19. Kth Smallest Element

The problem can be found at the following link: Question Link

Problem Description

Given an array arr[] and an integer k where k is smaller than the size of the array, the task is to find the kth smallest element in the given array. It is given that all array elements are distinct.

Examples:

Input:

arr[] = [7, 10, 4, 3, 20, 15], k = 3

Output:

7

Explanation: The 3rd smallest element in the given array is 7.

Input:

arr[] = [7, 10, 4, 20, 15], k = 4

Output:

15

Explanation: The 4th smallest element in the given array is 15.

Approach

1. Initial Setup:

   • Determine the minimum and maximum elements in the array.
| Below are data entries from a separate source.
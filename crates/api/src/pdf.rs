//! Monthly ledger statement rendering.
//!
//! One A4 portrait document per month: a title, the opening balance, a
//! transaction table and the closing balance. Long months continue on
//! further pages. Layout is computed in whole millimetres.

use committee_core::ledger::{MonthlyLedger, Transaction};
use printpdf::{BuiltinFont, IndirectFontRef, Mm, PdfDocument, PdfDocumentReference, PdfLayerReference};
use rust_decimal::Decimal;

const PAGE_WIDTH_MM: u16 = 210;
const PAGE_HEIGHT_MM: u16 = 297;
const MARGIN_MM: u16 = 10;
const ROW_HEIGHT_MM: u16 = 6;
const DESCRIPTION_CHARS: usize = 38;

/// Table columns as `(label, left edge in mm)`.
const COLUMNS: [(&str, u16); 6] = [
    ("Date", 10),
    ("Category", 35),
    ("Description", 65),
    ("Debit", 135),
    ("Credit", 155),
    ("Balance", 180),
];

fn mm(value: u16) -> Mm {
    Mm(f32::from(value))
}

fn money(amount: Decimal) -> String {
    format!("{amount:.2}")
}

fn truncate(text: &str, chars: usize) -> String {
    text.chars().take(chars).collect()
}

/// Table cells for one transaction: debits and credits in separate columns.
fn row_cells(tx: &Transaction) -> [String; 6] {
    let (debit, credit) = if tx.amount.is_sign_negative() {
        (money(-tx.amount), String::new())
    } else if tx.amount.is_zero() {
        (String::new(), String::new())
    } else {
        (String::new(), money(tx.amount))
    };
    [
        tx.date.to_string(),
        truncate(&tx.category, 14),
        truncate(&tx.description, DESCRIPTION_CHARS),
        debit,
        credit,
        money(tx.running_balance),
    ]
}

struct Writer {
    doc: PdfDocumentReference,
    layer: PdfLayerReference,
    regular: IndirectFontRef,
    bold: IndirectFontRef,
    /// Baseline of the next line, from the page bottom.
    y: u16,
}

impl Writer {
    fn line(&mut self, text: &str, size: u8, bold: bool, x: u16) {
        let font = if bold { &self.bold } else { &self.regular };
        self.layer.use_text(text, f32::from(size), mm(x), mm(self.y), font);
    }

    fn advance(&mut self, by: u16) {
        if self.y < MARGIN_MM + by {
            let (page, layer) = self.doc.add_page(mm(PAGE_WIDTH_MM), mm(PAGE_HEIGHT_MM), "Ledger");
            self.layer = self.doc.get_page(page).get_layer(layer);
            self.y = PAGE_HEIGHT_MM - MARGIN_MM;
        } else {
            self.y -= by;
        }
    }

    fn table_row(&mut self, cells: &[String; 6], bold: bool) {
        for ((_, x), cell) in COLUMNS.iter().zip(cells) {
            self.line(cell, 10, bold, *x);
        }
        self.advance(ROW_HEIGHT_MM);
    }
}

/// Renders a reconciled month as a PDF statement.
///
/// # Errors
///
/// Returns an error if a built-in font cannot be embedded or the document
/// cannot be serialized.
pub fn render_ledger_pdf(ledger: &MonthlyLedger) -> Result<Vec<u8>, printpdf::Error> {
    let title = format!("Ledger {} - {}", ledger.ledger_type, ledger.month);
    let (doc, page, layer) = PdfDocument::new(&title, mm(PAGE_WIDTH_MM), mm(PAGE_HEIGHT_MM), "Ledger");
    let regular = doc.add_builtin_font(BuiltinFont::Helvetica)?;
    let bold = doc.add_builtin_font(BuiltinFont::HelveticaBold)?;
    let layer = doc.get_page(page).get_layer(layer);

    let mut writer = Writer {
        doc,
        layer,
        regular,
        bold,
        y: PAGE_HEIGHT_MM - MARGIN_MM - 6,
    };

    writer.line(&title, 16, true, MARGIN_MM);
    writer.advance(10);
    writer.line(
        &format!("Opening Balance: ${}", money(ledger.opening_balance)),
        12,
        false,
        MARGIN_MM,
    );
    writer.advance(10);

    writer.table_row(&COLUMNS.map(|(label, _)| label.to_string()), true);
    for tx in &ledger.transactions {
        writer.table_row(&row_cells(tx), false);
    }

    writer.advance(4);
    writer.line(
        &format!("Closing Balance: ${}", money(ledger.closing_balance)),
        12,
        true,
        MARGIN_MM,
    );

    writer.doc.save_to_bytes()
}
These values help define the range of the array elements.

   • Calculate the range of elements in the array as max_element - min_element + 1.

2. Frequency Array:

   • Create a frequency array of size range to store the count of each element in the array.

   • Populate this frequency array by iterating through the input array and incrementing the count at the index corresponding to each element.

3. Finding the Kth Smallest Element:

   • Iterate through the frequency array, maintaining a running count of elements encountered.

   • Once the running count reaches or exceeds k, the current index in the frequency array corresponds to the kth smallest element in the original array.

Time and Auxiliary Space Complexity

• Expected Time Complexity: O(n + max_element), as we first scan the array to populate the frequency array, and then scan the frequency array to determine the kth smallest element.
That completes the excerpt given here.